» TRY IT: Filter the records below for the word "parts". Keep each line that has it.

(Saved data entries)
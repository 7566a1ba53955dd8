//! Combat log and end-of-encounter report

use crate::types::{EntityHandle, Side};
use serde::{Deserialize, Serialize};
use std::fmt;

/// Ordered, human-readable lines produced by an encounter
#[derive(Debug, Clone, Default, PartialEq, Serialize, Deserialize)]
pub struct CombatLog {
    lines: Vec<String>,
}

impl CombatLog {
    pub fn new() -> Self {
        Self::default()
    }

    pub fn push(&mut self, line: impl Into<String>) {
        self.lines.push(line.into());
    }

    pub fn extend<I: IntoIterator<Item = String>>(&mut self, lines: I) {
        self.lines.extend(lines);
    }

    pub fn round_header(&mut self, round: u32) {
        self.lines.push(format!("=== Round {} ===", round));
    }

    pub fn lines(&self) -> &[String] {
        &self.lines
    }

    /// Take every line written so far, leaving the log empty
    pub fn drain(&mut self) -> Vec<String> {
        std::mem::take(&mut self.lines)
    }

    pub fn len(&self) -> usize {
        self.lines.len()
    }

    pub fn is_empty(&self) -> bool {
        self.lines.is_empty()
    }

    pub fn contains(&self, needle: &str) -> bool {
        self.lines.iter().any(|line| line.contains(needle))
    }
}

impl fmt::Display for CombatLog {
    fn fmt(&self, f: &mut fmt::Formatter<'_>) -> fmt::Result {
        for line in &self.lines {
            writeln!(f, "{}", line)?;
        }
        Ok(())
    }
}

/// How an encounter ended
#[derive(Debug, Clone, Copy, PartialEq, Eq, Serialize, Deserialize)]
#[serde(rename_all = "snake_case")]
pub enum EncounterOutcome {
    Victory,
    Defeat,
    Fled,
    /// The action budget ran out
    Stalled,
}

impl fmt::Display for EncounterOutcome {
    fn fmt(&self, f: &mut fmt::Formatter<'_>) -> fmt::Result {
        let name = match self {
            EncounterOutcome::Victory => "Victory",
            EncounterOutcome::Defeat => "Defeat",
            EncounterOutcome::Fled => "Fled",
            EncounterOutcome::Stalled => "Stalled",
        };
        f.write_str(name)
    }
}

/// Final HP and status of one combatant
#[derive(Debug, Clone, PartialEq, Serialize, Deserialize)]
pub struct CombatantReport {
    pub handle: EntityHandle,
    pub name: String,
    pub side: Side,
    pub starting_hp: i64,
    pub hp: i64,
    pub max_hp: i64,
    /// Status effects still active, as "Name xStacks (Nr)"
    pub statuses: Vec<String>,
}

impl CombatantReport {
    pub fn hp_delta(&self) -> i64 {
        self.hp - self.starting_hp
    }
}

/// Everything the presentation layer needs after an encounter
#[derive(Debug, Clone, PartialEq, Serialize, Deserialize)]
pub struct EncounterReport {
    pub outcome: EncounterOutcome,
    pub rounds: u32,
    pub actions: u32,
    pub combatants: Vec<CombatantReport>,
    pub log: Vec<String>,
}

impl EncounterReport {
    pub fn combatant(&self, handle: EntityHandle) -> Option<&CombatantReport> {
        self.combatants.iter().find(|c| c.handle == handle)
    }

    /// Get a summary string
    pub fn summary(&self) -> String {
        let mut parts = vec![format!(
            "{} after {} rounds ({} actions)",
            self.outcome, self.rounds, self.actions
        )];
        for combatant in &self.combatants {
            let mut part = format!(
                "{} {}/{} HP ({:+})",
                combatant.name,
                combatant.hp,
                combatant.max_hp,
                combatant.hp_delta()
            );
            if !combatant.statuses.is_empty() {
                part.push_str(&format!(" [{}]", combatant.statuses.join(", ")));
            }
            parts.push(part);
        }
        parts.join(", ")
    }
}

#[cfg(test)]
mod tests {
    use super::*;

    #[test]
    fn test_log_drain() {
        let mut log = CombatLog::new();
        log.round_header(1);
        log.push("Hero attacks.");
        assert_eq!(log.len(), 2);
        assert!(log.contains("Round 1"));
        let lines = log.drain();
        assert_eq!(lines.len(), 2);
        assert!(log.is_empty());
    }

    #[test]
    fn test_report_summary() {
        let report = EncounterReport {
            outcome: EncounterOutcome::Victory,
            rounds: 3,
            actions: 7,
            combatants: vec![CombatantReport {
                handle: EntityHandle(0),
                name: "Hero".to_string(),
                side: Side::Player,
                starting_hp: 100,
                hp: 80,
                max_hp: 100,
                statuses: vec!["Burn x2 (1r)".to_string()],
            }],
            log: Vec::new(),
        };
        let summary = report.summary();
        assert!(summary.starts_with("Victory after 3 rounds"));
        assert!(summary.contains("Hero 80/100 HP (-20)"));
        assert!(summary.contains("Burn x2"));
    }
}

» ANSWER SECTION:
        let mut parts = vec![format!(
            parts.push(part);
        parts.join(", ")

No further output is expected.